The work is by no means done. But people who dismiss this legislation are being careless at best. The very fact that the U.S. Senate has enunciated a principle, to be implemented through law, that employees cannot be excluded from a group health plan based on their salary is monumental. Limiting to $5,000 the amount a covered individual can be forced to pay for medical bills is also a huge saving grace.
Now going back to the other part of your question, we do know some things about the extent of the problem. Even if we do not know the total dollar value of claims denied, for example, we do know the names of companies that have been taken to court and/or examined by regulating authorities, generally settling when they're caught.

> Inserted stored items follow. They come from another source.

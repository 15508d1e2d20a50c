//! Monitor configuration
//!
//! Loaded from a JSON file once at startup. The wire format is camelCase
//! with all durations in milliseconds.

use crate::monitor::MonitorError;
use serde::{Deserialize, Serialize};
use std::path::Path;
use std::time::Duration;

/// Default interval between check cycles (60 seconds).
pub const DEFAULT_CHECK_INTERVAL_MS: u64 = 60_000;

/// Default per-site alert cooldown (5 minutes).
pub const DEFAULT_ALERT_COOLDOWN_MS: u64 = 300_000;

/// Default per-site probe timeout (10 seconds).
pub const DEFAULT_SITE_TIMEOUT_MS: u64 = 10_000;

/// Top-level monitor configuration.
#[derive(Debug, Clone, Serialize, Deserialize)]
#[serde(rename_all = "camelCase")]
pub struct MonitorConfig {
    /// Sites to probe each cycle.
    pub sites: Vec<SiteConfig>,

    /// Milliseconds between check cycles.
    #[serde(default = "default_check_interval")]
    pub check_interval: u64,

    /// Minimum milliseconds between down-alerts for the same site.
    #[serde(default = "default_alert_cooldown")]
    pub alert_cooldown: u64,

    /// Notification delivery settings.
    #[serde(default)]
    pub notifications: NotificationConfig,

    /// Path of the persisted state file.
    #[serde(default = "default_state_file")]
    pub state_file: String,
}

fn default_check_interval() -> u64 {
    DEFAULT_CHECK_INTERVAL_MS
}

fn default_alert_cooldown() -> u64 {
    DEFAULT_ALERT_COOLDOWN_MS
}

fn default_state_file() -> String {
    "monitor-state.json".to_string()
}

impl MonitorConfig {
    /// Load configuration from a JSON file.
    pub fn load(path: impl AsRef<Path>) -> Result<Self, MonitorError> {
        let path = path.as_ref();
        let raw = std::fs::read_to_string(path).map_err(|e| {
            MonitorError::Config(format!("cannot read {}: {}", path.display(), e))
        })?;
        let config: MonitorConfig = serde_json::from_str(&raw).map_err(|e| {
            MonitorError::Config(format!("invalid config {}: {}", path.display(), e))
        })?;

        if config.sites.is_empty() {
            return Err(MonitorError::Config("no sites configured".to_string()));
        }

        Ok(config)
    }

    /// Interval between check cycles.
    pub fn check_interval(&self) -> Duration {
        Duration::from_millis(self.check_interval)
    }

    /// Per-site alert cooldown.
    pub fn alert_cooldown(&self) -> Duration {
        Duration::from_millis(self.alert_cooldown)
    }
}

/// One monitored site.
#[derive(Debug, Clone, Serialize, Deserialize)]
#[serde(rename_all = "camelCase")]
pub struct SiteConfig {
    /// Display name, also the state-file key.
    pub name: String,

    /// URL probed with a GET request.
    pub url: String,

    /// HTTP statuses counted as up.
    #[serde(default = "default_expected_status")]
    pub expected_status: Vec<u16>,

    /// Probe timeout in milliseconds.
    #[serde(default = "default_site_timeout")]
    pub timeout: u64,

    /// Priority label carried into alerts ("critical", "high", ...).
    #[serde(default)]
    pub priority: Option<String>,

    /// Disaster-recovery note carried into down-alerts.
    #[serde(default)]
    pub dr_plan: Option<String>,
}

fn default_expected_status() -> Vec<u16> {
    vec![200]
}

fn default_site_timeout() -> u64 {
    DEFAULT_SITE_TIMEOUT_MS
}

impl SiteConfig {
    /// Probe timeout.
    pub fn timeout(&self) -> Duration {
        Duration::from_millis(self.timeout)
    }

    /// Whether `status` counts as up for this site.
    pub fn status_ok(&self, status: u16) -> bool {
        self.expected_status.contains(&status)
    }
}

/// Notification delivery settings.
#[derive(Debug, Clone, Serialize, Deserialize)]
#[serde(rename_all = "camelCase")]
pub struct NotificationConfig {
    /// Emit alerts to the log.
    #[serde(default = "default_true")]
    pub log: bool,

    /// Command spawned with the rendered alert message as its argument.
    #[serde(default)]
    pub command: Option<String>,
}

impl Default for NotificationConfig {
    fn default() -> Self {
        Self {
            log: true,
            command: None,
        }
    }
}

fn default_true() -> bool {
    true
}

#[cfg(test)]
mod tests {
    use super::*;

    #[test]
    fn test_config_defaults() {
        let raw = r#"{
            "sites": [
                { "name": "api", "url": "https://api.example.com/health" }
            ]
        }"#;
        let config: MonitorConfig = serde_json::from_str(raw).unwrap();

        assert_eq!(config.check_interval, DEFAULT_CHECK_INTERVAL_MS);
        assert_eq!(config.alert_cooldown, DEFAULT_ALERT_COOLDOWN_MS);
        assert_eq!(config.sites[0].expected_status, vec![200]);
        assert_eq!(config.sites[0].timeout, DEFAULT_SITE_TIMEOUT_MS);
        assert!(config.sites[0].priority.is_none());
        assert!(config.notifications.command.is_none());
    }

    #[test]
    fn test_config_camel_case_fields() {
        let raw = r#"{
            "sites": [
                {
                    "name": "dashboard",
                    "url": "https://dash.example.com",
                    "expectedStatus": [200, 302],
                    "timeout": 5000,
                    "priority": "critical",
                    "drPlan": "failover to dash-2"
                }
            ],
            "checkInterval": 30000,
            "alertCooldown": 120000
        }"#;
        let config: MonitorConfig = serde_json::from_str(raw).unwrap();

        let site = &config.sites[0];
        assert!(site.status_ok(302));
        assert!(!site.status_ok(500));
        assert_eq!(site.dr_plan.as_deref(), Some("failover to dash-2"));
        assert_eq!(config.check_interval(), std::time::Duration::from_secs(30));
    }

    #[test]
    fn test_load_missing_file_is_error() {
        let result = MonitorConfig::load("/nonexistent/monitor.json");
        assert!(matches!(result, Err(MonitorError::Config(_))));
    }

    #[test]
    fn test_empty_sites_rejected() {
        let path = std::env::temp_dir().join(format!(
            "courier-monitor-cfg-{}.json",
            uuid::Uuid::now_v7()
        ));
        std::fs::write(&path, r#"{ "sites": [] }"#).unwrap();

        let result = MonitorConfig::load(&path);
        assert!(matches!(result, Err(MonitorError::Config(_))));

        std::fs::remove_file(&path).ok();
    }
}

A few of the significant examples:
- UnumProvident, the leading provider of group disability insurance in the U.S., and its subsidiaries Colonial Life, Provident Life, and Paul Revere allegedly systematically denied claims for which policyholders should have been covered. The company settled.
- The number of denied claims by Cigna, Guardian/Berkshire, MetLife, and NY Life, leading providers of group disability insurance, has risen in the last few years.
In Connecticut, regulators re-examined hundreds of insurance claims denied by Assurant Health. According to the Connecticut Insurance Department, over 800 claims were denied by Assurant companies from 2001 to 2007 by alleging that patients had health problems that pre-dated their policies.
The Los Angeles Times reported that the California Department of Managed Health Care concluded that Blue Cross of California improperly canceled individual health insurance policies after some members became pregnant or sought medical treatment for chronic conditions. Blue Cross in California settled.
California Insurance Commissioner Steve Poizner announced a settlement with United Healthcare over claims payment practices. The multi-state settlement, according to the statement for public release, "involved 37 states working together to protect consumers.
- Looking at figures from some state insurance commissioners, in New York there were 2,959 complaints against health insurers in 2006, 745 upheld on external review by the NY State Dept. of Insurance; also 11,280 internal appeals with 4,649 reversed (524 and 197, respectively, for WellPoint).
- From the Texas Dept of Insurance 2006 Accident and Health Complaint Index, a total 1,684 justified complaints. Companies against which numerous complaints were filed included Aetna, BCBS, Humana, UniCare, and United HealthCare.
Of thousands of complaints about health policies in the five largest insurance markets "California, New York, Texas, Florida and Illinois--the overwhelming majority involved bad or questionable claims handling. Common sense tells you that a few days' delay in every claim, multiplied by thousands of claims, adds up to billions for the companies. (Often, people do not know their state commissions or know how to file a complaint.)
By the way, critics of Medicare often omit to mention that one of Medicare's big problems is private insurers. On Oct. 7, 2007, the New York Times reported that 91 federal audits showed tens of thousands of Medicare recipients systematically had their claims improperly denied by private insurers. Audits revealed improper terminations of people with HIV/AIDS; huge backlogs of unprocessed claims and complaints; and failure to answer phone calls from consumers, physicians and pharmacists. Companies audited included UnitedHealth, which services six million Medicare recipients; Humana, with more than 4.5 million; and WellPoint, which owns Blue Cross of California. Problems included UnitedHealth's improperly denying claims without explanation to beneficiaries; Humana's not explaining claim denials or not informing beneficiaries that they could appeal; and a backlog of 354,000 claims in WellPoint subsidiary UniCare.
A report by the House Oversight and Government Reform Committee showed problems in Medicare drug coverage by private insurers.